Let us know how it goes for fit and function. I'd like something else in my C5 as well.
Yup, right with you there SCJ.
GHG, cost determined another original speedo. I looked into it, after seeing the tacho singhg5 fitted recently, the make he fitted had a lower RPM on it. I forget the make without searching. I'd be interested on how you get on with it though.
All done.... I like it . It seems to work perfectly so far. I had it out on the road today and tonight, setting up the features and etc. Wheel size for correct speed... matched it with a GPS to make sure, shift light and all. It's pretty cool... NICE to have one that works and is accurate. It also allows you to input your old ODO miles or k/m's into the new unit.... as well as a separate ODO that starts a new set of miles from when you start using the new unit.

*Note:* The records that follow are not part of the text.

use chrono::{NaiveDate, NaiveDateTime};
use uuid::Uuid;
use wfc_jogja_api::{
    directory::{DirectoryQuery, filter_cafes, parse_facility_ids},
    favorites::{FavoriteSet, MemoryFavoriteStore},
    geo::Coordinates,
    models::{CafeSummary, Facility, slugify},
    opening_hours::{DayOfWeek, DaySchedule, Locale, StatusReason, parse_wall_clock, status_at},
};

fn facility(code: &str) -> Facility {
    Facility {
        id: Uuid::new_v4(),
        code: code.into(),
        label: code.to_uppercase(),
        icon: None,
    }
}

fn cafe(name: &str, lat: f64, lng: f64, facilities: Vec<Facility>) -> CafeSummary {
    CafeSummary {
        id: Uuid::new_v4(),
        name: name.into(),
        slug: slugify(name),
        address: "Yogyakarta".into(),
        latitude: Some(lat),
        longitude: Some(lng),
        parking: Some("Motor, Mobil".into()),
        price_min: None,
        price_max: None,
        price_range: None,
        google_maps_url: None,
        instagram_url: None,
        instagram_username: None,
        main_image_id: None,
        images: Vec::new(),
        payment_methods: Vec::new(),
        facilities,
    }
}

fn at(day: u32, hh: u32, mm: u32) -> NaiveDateTime {
    // October 2026: the 19th is a Monday.
    NaiveDate::from_ymd_opt(2026, 10, day)
        .and_then(|d| d.and_hms_opt(hh, mm, 0))
        .expect("valid date")
}

fn schedule(day: DayOfWeek, open: &str, close: &str) -> DaySchedule {
    DaySchedule {
        day,
        open_time: parse_wall_clock(open),
        close_time: parse_wall_clock(close),
        is_closed: false,
        is_open_24_hours: false,
    }
}

#[test]
fn search_filters_and_sorts_nearest_first() {
    let wifi = facility("wifi");
    let outlet = facility("power_outlet");
    let cafes = vec![
        // Far away, north of the city.
        cafe("Kopi Kaliurang", -7.6000, 110.4200, vec![wifi.clone(), outlet.clone()]),
        cafe("Blanco Coffee & Books", -7.7956, 110.3695, vec![wifi.clone(), outlet.clone()]),
        cafe("Warung Kopi", -7.7900, 110.3650, vec![wifi.clone()]),
    ];

    let query = DirectoryQuery {
        text: "  KOPI ".into(),
        facility_ids: parse_facility_ids(Some(&format!("{}, {}", wifi.id, outlet.id))),
        user_location: Coordinates::new(-7.7829, 110.3671),
    };
    let listings = filter_cafes(&cafes, &query);
    assert_eq!(listings.len(), 1);
    assert_eq!(listings[0].cafe.name, "Kopi Kaliurang");

    let everything = DirectoryQuery {
        user_location: Coordinates::new(-7.7829, 110.3671),
        ..DirectoryQuery::default()
    };
    let names: Vec<_> = filter_cafes(&cafes, &everything)
        .into_iter()
        .map(|l| l.cafe.name)
        .collect();
    assert_eq!(names, ["Warung Kopi", "Blanco Coffee & Books", "Kopi Kaliurang"]);
}

#[test]
fn listing_without_location_has_no_distance() {
    let cafes = vec![cafe("Blanco Coffee & Books", -7.7956, 110.3695, Vec::new())];
    let listings = filter_cafes(&cafes, &DirectoryQuery::default());
    assert_eq!(listings.len(), 1);
    assert!(listings[0].distance_km.is_none());
    assert!(listings[0].distance_label.is_none());

    let json = serde_json::to_value(&listings[0]).expect("serialize");
    assert_eq!(json["name"], "Blanco Coffee & Books");
    assert!(json["distanceKm"].is_null());
}

#[test]
fn overnight_hours_roll_past_midnight() {
    let rows = vec![
        schedule(DayOfWeek::Monday, "18:00", "02:00"),
        schedule(DayOfWeek::Tuesday, "07:00", "00:00"),
    ];

    assert!(status_at(&rows, at(19, 23, 0)).is_open);
    assert!(status_at(&rows, at(19, 1, 30)).is_open);
    assert!(!status_at(&rows, at(19, 12, 0)).is_open);
    assert!(status_at(&rows, at(20, 23, 45)).is_open);

    let wednesday = status_at(&rows, at(21, 12, 0));
    assert_eq!(wednesday.reason, StatusReason::ClosedToday);
    assert_eq!(wednesday.label(Locale::Id), "Tutup Hari Ini");
}

#[test]
fn unparseable_hours_read_as_closed() {
    let rows = vec![schedule(DayOfWeek::Monday, "9am", "23:00")];
    let status = status_at(&rows, at(19, 12, 0));
    assert!(!status.is_open);
    assert_eq!(status.label(Locale::En), "Closed Now");
}

#[tokio::test]
async fn favorites_survive_a_reload() -> anyhow::Result<()> {
    let store = MemoryFavoriteStore::default();
    let owner = Uuid::new_v4();
    let (a, b) = (Uuid::new_v4(), Uuid::new_v4());

    let mut set = FavoriteSet::load(&store, owner).await?;
    assert!(set.add(a));
    assert!(set.toggle(b));
    assert!(!set.add(a));
    set.save(&store).await?;

    let mut reloaded = FavoriteSet::load(&store, owner).await?;
    assert_eq!(reloaded.ids(), &[a, b]);
    assert!(!reloaded.toggle(a));
    reloaded.save(&store).await?;

    let other = FavoriteSet::load(&store, Uuid::new_v4()).await?;
    assert!(other.ids().is_empty());
    assert_eq!(FavoriteSet::load(&store, owner).await?.ids(), &[b]);
    Ok(())
}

TWO trip meter's, volt meter... LOVE THAT, clock, max speed stored, and a few things I forgot ! Very happy with it so far. And no, you don't need the full 10,000 rpm range.... but the first 6,000 do just fine for now.
The gauge pretty much dropped right in the existing hole. The bezel is about the same size as the stocker.. maybe a tad bigger? And I reused the rubber ring off the stocker, that sits under the bezel..... so the what what you see from the top fits perfect. The body of the gauge is however slightly smaller then the stock one. So where it goes in the hole, is a little bit loose. That was easily fixed by wrapping a few wraps of vinyl tape to take up the slop in it.... perfect. And I reused the stock retaining bracket that holds the stock speedo in place. I just had to drill a couple of new holes in it, to match the new mounting studs on the underside of the new speedo. It's in there very nicely....
If you get one, I would recommend looking into the active speed sensor they offer as an option. This is fly by wire... not mechanical. Speed sensor at the wheel. They give you very powerfull rare earth magnets, that sit and stay perfectly in the 6mm Allen head disk brake retaining bolts.... with the speed sensor picking up those magnetic pulses though an air gap as the wheel spins. It's very accurate..... very much how your pick up coil works off your rotor and the nodules that are on it, for ignition timing. But anyway.... those magnets protrude about two mm's proud of the Allen head, and get very close to the retaining plate for the disk brake as the wheel goes round. What I did, was to grind down a small area of that plate to provide clearance for the magnets as they go round. And I did it in way that would not weaken the plate... I didn't need to take much off. If the active speed sensor is used, there is no need for the use of magnets, as it should read the pulses off of the retaining bolts. So, you have options.
BTW, GREEN wire at the Bikes pick up/ pulsar coil is used to get the signal for the Tach on this unit. Works perfect... Also, set your PISTON NUMBER screen to 24. That is ONE piston, and twenty four nodules on the rotor. Also, ALL of your idiot lights can be wired into the new unit... I left my MIL light in the original location so as not to leave a hole in the dash, but there is a warning light that they provide in the new unit that can be used. AND for those who have them.... there is a fuel gauge buit into the unit that can be used.